▶ WORK INSTRUCTIONS
Where the string "Deserialize" appears in a line of the material below, copy that line.
__________________________________________________
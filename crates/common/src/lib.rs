/**
 * File categories and the MIME/extension tables
 *  used to classify uploads into them.
 */
pub mod category;
/**
 * Free-name selection for files that would
 *  otherwise collide with an existing entry.
 */
pub mod collision;
/**
 * Directory tree operations beneath the storage
 *  root: create, list, stat and delete.
 */
pub mod directory;
pub mod encoding;
pub mod error;
/**
 * Exclusive, atomic commit of staged uploads
 *  into their final location.
 */
pub mod finalize;
/**
 * On-disk layout of the store and the routing
 *  rules that pick a destination directory.
 */
pub mod layout;
/**
 * Response headers for serving stored files.
 */
pub mod negotiate;
/**
 * The `temp/` staging tree uploads stream into
 *  before they are committed.
 */
pub mod staging;
pub mod store;
/**
 * Helper for setting build version information
 *  at compile time.
 */
pub mod version;

pub mod prelude {
    pub use crate::category::{Category, CategoryTable};
    pub use crate::directory::{Entry, EntryKind, StoredFile};
    pub use crate::error::{ErrorKind, StoreError};
    pub use crate::finalize::CommitMode;
    pub use crate::layout::Namespace;
    pub use crate::negotiate::{Disposition, NegotiatedHeaders};
    pub use crate::store::{PendingUpload, Store, StoreConfig, UploadRequest};
    pub use crate::version::build_info;
}
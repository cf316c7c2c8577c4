use axum::body::Body;
use axum::extract::{Path, Query, Request, State};
use axum::response::{IntoResponse, Response};
use http::header::{CACHE_CONTROL, CONTENT_DISPOSITION, CONTENT_TYPE, X_CONTENT_TYPE_OPTIONS};
use http::{HeaderValue, StatusCode};
use serde::Deserialize;
use tower::ServiceExt;
use tower_http::services::ServeFile;

use common::error::{ErrorKind, StoreError};

use crate::http_server::api::error::{store_error_response, ErrorBody};
use crate::ServiceState;

#[derive(Debug, Default, Deserialize)]
pub struct ServeQuery {
    #[serde(default)]
    pub download: Option<String>,
}

impl ServeQuery {
    fn wants_download(&self) -> bool {
        matches!(self.download.as_deref(), Some("1") | Some("true"))
    }
}

/// Serve a stored file with negotiated content type and disposition.
pub async fn handler(
    State(state): State<ServiceState>,
    Path(path): Path<String>,
    query: Option<Query<ServeQuery>>,
    request: Request,
) -> Response {
    let download = query.is_some_and(|Query(q)| q.wants_download());
    let (file_path, negotiated) = match state.store().open_for_serving(&path, download).await {
        Ok(found) => found,
        Err(StoreError::Validation(_)) | Err(StoreError::NotFound(_)) => {
            return ErrorBody::new(ErrorKind::NotFoundError.as_str(), format!("file '{}' not found", path))
                .into_response_with(StatusCode::NOT_FOUND);
        }
        Err(e) => return store_error_response(&e),
    };

    let filename = file_path
        .file_name()
        .map(|name| name.to_string_lossy().into_owned())
        .unwrap_or_default();

    let response = match ServeFile::new(&file_path).oneshot(request).await {
        Ok(response) => response.map(Body::new),
        Err(e) => match e {},
    };
    if !response.status().is_success() {
        return response.into_response();
    }

    let (mut parts, body) = response.into_parts();
    if let Ok(value) = HeaderValue::from_str(&negotiated.content_type) {
        parts.headers.insert(CONTENT_TYPE, value);
    }
    if let Ok(value) = HeaderValue::from_str(&negotiated.content_disposition(&filename)) {
        parts.headers.insert(CONTENT_DISPOSITION, value);
    }
    parts
        .headers
        .insert(CACHE_CONTROL, HeaderValue::from_static(negotiated.cache_control));
    parts
        .headers
        .insert(X_CONTENT_TYPE_OPTIONS, HeaderValue::from_static("nosniff"));

    tracing::debug!(
        path = %path,
        disposition = %negotiated.disposition,
        "serving stored file"
    );
    Response::from_parts(parts, body)
}
use axum::extract::rejection::JsonRejection;
use axum::extract::State;
use axum::response::{IntoResponse, Response};
use axum::Json;
use reqwest::{Client, RequestBuilder, Url};
use serde::{Deserialize, Serialize};

use common::directory::EntryKind;
use common::error::StoreError;

use super::error::{rejection_response, store_error_response};
use crate::auth::Authenticated;
use crate::http_server::api::client::ApiRequest;
use crate::ServiceState;

#[derive(Debug, Clone, Serialize, Deserialize, clap::Args)]
pub struct DeleteRequest {
    /// Root-relative path of the file or empty directory to delete
    pub path: String,
}

#[derive(Debug, Clone, Serialize, Deserialize)]
pub struct DeleteResponse {
    pub path: String,
    pub kind: EntryKind,
}

pub async fn handler(
    _auth: Authenticated,
    State(state): State<ServiceState>,
    request: Result<Json<DeleteRequest>, JsonRejection>,
) -> Result<impl IntoResponse, DeleteError> {
    let Json(request) = request?;
    let kind = state.store().delete_entry(&request.path).await?;

    Ok(Json(DeleteResponse {
        path: request.path.trim_matches('/').to_string(),
        kind,
    }))
}

#[derive(Debug, thiserror::Error)]
pub enum DeleteError {
    #[error("invalid request: {0}")]
    Rejected(#[from] JsonRejection),
    #[error(transparent)]
    Store(#[from] StoreError),
}

impl IntoResponse for DeleteError {
    fn into_response(self) -> Response {
        match self {
            DeleteError::Rejected(e) => rejection_response(e.body_text()),
            DeleteError::Store(e) => store_error_response(&e),
        }
    }
}

impl ApiRequest for DeleteRequest {
    type Response = DeleteResponse;

    fn build_request(self, base_url: &Url, client: &Client) -> RequestBuilder {
        let full_url = base_url.join("/delete").unwrap();
        client.delete(full_url).json(&self)
    }
}
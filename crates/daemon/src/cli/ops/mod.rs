pub mod daemon;
pub mod files;
pub mod health;
pub mod init;
pub mod sweep;
pub mod version;

pub use daemon::Daemon;
pub use files::Files;
pub use health::Health;
pub use init::Init;
pub use sweep::Sweep;
pub use version::Version;
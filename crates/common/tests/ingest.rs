//! Integration tests for the upload pipeline: stage, route, commit

mod common;

use std::collections::HashSet;
use std::io;

use ::common::category::Category;
use ::common::error::{ErrorKind, StoreError};
use ::common::finalize::CommitMode;
use ::common::layout::Namespace;
use ::common::store::UploadRequest;
use bytes::Bytes;

#[tokio::test]
async fn test_ingest_round_trip() {
    let (store, _temp) = common::setup_test_env().await;

    let stored = store
        .ingest(
            common::request("notes.txt", Some("text/plain")),
            common::body(b"some plain text that spans a few chunks"),
        )
        .await
        .unwrap();

    assert_eq!(stored.category, Category::Documents);
    assert_eq!(stored.relative_path(), "documents/notes.txt");
    assert_eq!(stored.size, 39);
    assert_eq!(stored.namespace, None);

    let on_disk = std::fs::read(store.root().path().join("documents/notes.txt")).unwrap();
    assert_eq!(on_disk, b"some plain text that spans a few chunks");
    assert_eq!(common::staging_len(&store), 0);
}

#[tokio::test]
async fn test_mis_decoded_name_is_repaired_and_classified() {
    let (store, _temp) = common::setup_test_env().await;

    let stored = store
        .ingest(
            common::request(&common::mangle("报告.pdf"), Some("application/pdf")),
            common::body(b"%PDF-1.7"),
        )
        .await
        .unwrap();

    assert_eq!(stored.category, Category::Documents);
    assert_eq!(stored.filename, "报告.pdf");
    assert_eq!(stored.relative_path(), "documents/报告.pdf");
    assert!(store.root().path().join("documents/报告.pdf").is_file());
}

#[tokio::test]
async fn test_repeat_upload_gets_stamped_name() {
    let (store, _temp) = common::setup_test_env().await;
    let name = common::mangle("报告.pdf");

    let first = store
        .ingest(
            common::request(&name, Some("application/pdf")),
            common::body(b"first"),
        )
        .await
        .unwrap();
    let second = store
        .ingest(
            common::request(&name, Some("application/pdf")),
            common::body(b"second"),
        )
        .await
        .unwrap();

    assert_eq!(first.filename, "报告.pdf");
    let stamp = second
        .filename
        .strip_prefix("报告-")
        .and_then(|rest| rest.strip_suffix(".pdf"))
        .unwrap();
    assert!(!stamp.is_empty());
    assert!(stamp.chars().all(|c| c.is_ascii_digit()));

    let docs = store.root().path().join("documents");
    assert_eq!(std::fs::read(docs.join("报告.pdf")).unwrap(), b"first");
    assert_eq!(std::fs::read(docs.join(&second.filename)).unwrap(), b"second");
}

#[tokio::test]
async fn test_repeat_upload_of_long_name_is_shortened() {
    let (store, _temp) = common::setup_test_env().await;
    let name = format!("{}.txt", "a".repeat(250));

    let first = store
        .ingest(common::request(&name, Some("text/plain")), common::body(b"one"))
        .await
        .unwrap();
    let second = store
        .ingest(common::request(&name, Some("text/plain")), common::body(b"two"))
        .await
        .unwrap();

    assert_eq!(first.filename, name);
    assert_ne!(second.filename, first.filename);
    assert!(second.filename.len() <= 255);
    assert!(second.filename.starts_with("aaaa"));
    assert!(second.filename.ends_with(".txt"));

    let docs = store.root().path().join("documents");
    assert_eq!(std::fs::read(docs.join(&first.filename)).unwrap(), b"one");
    assert_eq!(std::fs::read(docs.join(&second.filename)).unwrap(), b"two");
    assert_eq!(common::staging_len(&store), 0);
}

#[tokio::test]
async fn test_explicit_category_wins_over_namespace() {
    let (store, _temp) = common::setup_test_env().await;
    let request = UploadRequest {
        filename: "logo.png".into(),
        mime_type: Some("image/png".into()),
        category: Some(Category::Fonts),
        namespace: Some("branding".parse().unwrap()),
        limit: None,
    };

    let stored = store.ingest(request, common::body(b"png")).await.unwrap();

    assert_eq!(stored.relative_path(), "fonts/logo.png");
    assert_eq!(stored.category, Category::Fonts);
    assert_eq!(stored.namespace, None);
    assert!(!store.root().path().join("branding").exists());
}

#[tokio::test]
async fn test_namespace_upload_reports_detected_category() {
    let (store, _temp) = common::setup_test_env().await;
    let namespace: Namespace = "projects/alpha".parse().unwrap();
    let request = UploadRequest {
        namespace: Some(namespace),
        ..common::request("clip.mp4", Some("video/mp4"))
    };

    let stored = store.ingest(request, common::body(b"frames")).await.unwrap();

    assert_eq!(stored.relative_path(), "projects/alpha/clip.mp4");
    assert_eq!(stored.namespace.as_deref(), Some("projects/alpha"));
    assert_eq!(stored.category, Category::Videos);
}

#[tokio::test]
async fn test_unknown_type_lands_in_others() {
    let (store, _temp) = common::setup_test_env().await;

    let stored = store
        .ingest(common::request("blob.zzz", None), common::body(b"?"))
        .await
        .unwrap();

    assert_eq!(stored.category, Category::Others);
    assert_eq!(stored.relative_path(), "others/blob.zzz");
}

#[tokio::test]
async fn test_traversal_in_declared_name_is_stripped() {
    let (store, _temp) = common::setup_test_env().await;

    let stored = store
        .ingest(
            common::request("../../etc/passwd.txt", Some("text/plain")),
            common::body(b"x"),
        )
        .await
        .unwrap();

    assert_eq!(stored.relative_path(), "documents/passwd.txt");
}

#[tokio::test]
async fn test_oversized_upload_leaves_nothing_behind() {
    let (store, _temp) = common::setup_test_env().await;
    let request = UploadRequest {
        limit: Some(10),
        ..common::request("big.bin", None)
    };

    let err = store
        .ingest(request, common::body(&[0u8; 64]))
        .await
        .unwrap_err();

    assert_eq!(err.kind(), ErrorKind::SizeLimitExceeded);
    assert_eq!(common::staging_len(&store), 0);
    assert!(!store.root().path().join("others").exists());
}

#[tokio::test]
async fn test_interrupted_stream_leaves_nothing_behind() {
    let (store, _temp) = common::setup_test_env().await;
    let chunks: Vec<Result<Bytes, io::Error>> = vec![
        Ok(Bytes::from_static(b"half of ")),
        Err(io::Error::new(io::ErrorKind::UnexpectedEof, "connection closed")),
    ];

    let err = store
        .ingest(
            common::request("half.txt", Some("text/plain")),
            futures::stream::iter(chunks),
        )
        .await
        .unwrap_err();

    assert!(matches!(err, StoreError::Interrupted(_)));
    assert_eq!(common::staging_len(&store), 0);
    assert!(!store.root().path().join("documents/half.txt").exists());
}

#[tokio::test]
async fn test_sequential_same_name_uploads_never_collide() {
    let (store, _temp) = common::setup_counting_env(CommitMode::Auto).await;

    let mut names = HashSet::new();
    for i in 0..20u8 {
        let stored = store
            .ingest(common::request("same.txt", Some("text/plain")), common::body(&[i]))
            .await
            .unwrap();
        let on_disk = std::fs::read(store.root().path().join(stored.relative_path())).unwrap();
        assert_eq!(on_disk, vec![i]);
        assert!(names.insert(stored.filename));
    }

    let listed = store.list_entries(Some("documents")).await.unwrap();
    assert_eq!(listed.len(), 20);
}

#[tokio::test(flavor = "multi_thread", worker_threads = 4)]
async fn test_concurrent_same_name_uploads_never_overwrite() {
    let (store, _temp) = common::setup_test_env().await;

    let mut handles = Vec::new();
    for i in 0..16u8 {
        let store = store.clone();
        handles.push(tokio::spawn(async move {
            let payload = vec![i; 1024];
            let stored = store
                .ingest(
                    common::request("race.bin", Some("application/zip")),
                    common::body(&payload),
                )
                .await
                .unwrap();
            (stored, payload)
        }));
    }

    let mut names = HashSet::new();
    for handle in handles {
        let (stored, payload) = handle.await.unwrap();
        assert_eq!(stored.category, Category::Archives);
        let on_disk = std::fs::read(store.root().path().join(stored.relative_path())).unwrap();
        assert_eq!(on_disk, payload);
        assert!(names.insert(stored.filename));
    }
    assert_eq!(names.len(), 16);
    assert_eq!(common::staging_len(&store), 0);
}

#[tokio::test]
async fn test_copy_mode_ingest_matches_link_mode() {
    let (store, _temp) = common::setup_counting_env(CommitMode::Copy).await;

    let first = store
        .ingest(common::request("song.mp3", Some("audio/mpeg")), common::body(b"one"))
        .await
        .unwrap();
    let second = store
        .ingest(common::request("song.mp3", Some("audio/mpeg")), common::body(b"two"))
        .await
        .unwrap();

    assert_eq!(first.relative_path(), "audios/song.mp3");
    assert_eq!(second.relative_path(), "audios/song-1.mp3");

    let names: Vec<_> = store
        .list_entries(Some("audios"))
        .await
        .unwrap()
        .into_iter()
        .map(|e| e.name)
        .collect();
    assert_eq!(names, vec!["song-1.mp3", "song.mp3"]);
    assert_eq!(common::staging_len(&store), 0);
}

#[tokio::test]
async fn test_sweep_through_store() {
    let (store, _temp) = common::setup_test_env().await;
    let abandoned = store.root().staging_dir().join("abandoned.part");
    std::fs::write(&abandoned, b"left over").unwrap();

    tokio::time::sleep(std::time::Duration::from_millis(20)).await;
    let removed = store
        .sweep(std::time::Duration::from_millis(1))
        .await
        .unwrap();

    assert_eq!(removed, 1);
    assert!(!abandoned.exists());
    assert!(store.is_ready().await);
}

#[tokio::test]
async fn test_stage_rename_commit() {
    let (store, _temp) = common::setup_test_env().await;

    let mut pending = store
        .stage("IMG_0001.png", Some("image/png".into()), common::body(b"png"), None)
        .await
        .unwrap();
    assert_eq!(pending.filename(), "IMG_0001.png");
    assert_eq!(pending.size(), 3);
    assert_eq!(common::staging_len(&store), 1);

    pending.rename("alice.png");
    let namespace: Namespace = "avatars".parse().unwrap();
    let stored = store.commit(pending, None, Some(&namespace)).await.unwrap();

    assert_eq!(stored.relative_path(), "avatars/alice.png");
    assert_eq!(stored.category, Category::Images);
    assert_eq!(common::staging_len(&store), 0);
}

#[tokio::test]
async fn test_discarded_upload_leaves_nothing_behind() {
    let (store, _temp) = common::setup_test_env().await;

    let pending = store
        .stage("draft.txt", None, common::body(b"draft"), None)
        .await
        .unwrap();
    pending.discard().await;

    assert_eq!(common::staging_len(&store), 0);
    assert!(store.list_entries(None).await.unwrap().is_empty());
}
__________________________________________________
▶ SOLUTION BELOW
use serde::Deserialize;
#[derive(Debug, Default, Deserialize)]
use serde::{Deserialize, Serialize};
#[derive(Debug, Clone, Serialize, Deserialize, clap::Args)]
#[derive(Debug, Clone, Serialize, Deserialize)]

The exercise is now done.